◆ **Task item**: Only the lines from the one containing "Implementations should avoid" through the end of the data belong in the answer; reproduce them exactly.

▶

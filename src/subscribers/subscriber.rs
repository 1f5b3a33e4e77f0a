//! # Core subscriber trait.
//!
//! `Subscriber` is the extension point for plugging custom event handlers
//! into the floor runtime: narration, metrics, recorders for tests. All
//! subscribers are driven by a single listener task spawned by the
//! [`Bank`](crate::Bank); none of the synchronization depends on them.

use async_trait::async_trait;

use crate::events::Event;

/// Contract for floor-event subscribers.
///
/// Called from the coordinator's listener task. Implementations should avoid
/// blocking the async runtime (prefer async I/O and cooperative waits).
#[async_trait]
pub trait Subscriber: Send + Sync + 'static {
    /// Handle a single event.
    async fn handle(&self, event: &Event);

    /// Human-readable name (for logs/metrics).
    fn name(&self) -> &'static str {
        std::any::type_name::<Self>()
    }
}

◀

◆ **Final answer**:
/// Called from the coordinator's listener task. Implementations should avoid
/// blocking the async runtime (prefer async I/O and cooperative waits).
#[async_trait]
pub trait Subscriber: Send + Sync + 'static {
    /// Handle a single event.
    async fn handle(&self, event: &Event);

    /// Human-readable name (for logs/metrics).
    fn name(&self) -> &'static str {
        std::any::type_name::<Self>()
    }
}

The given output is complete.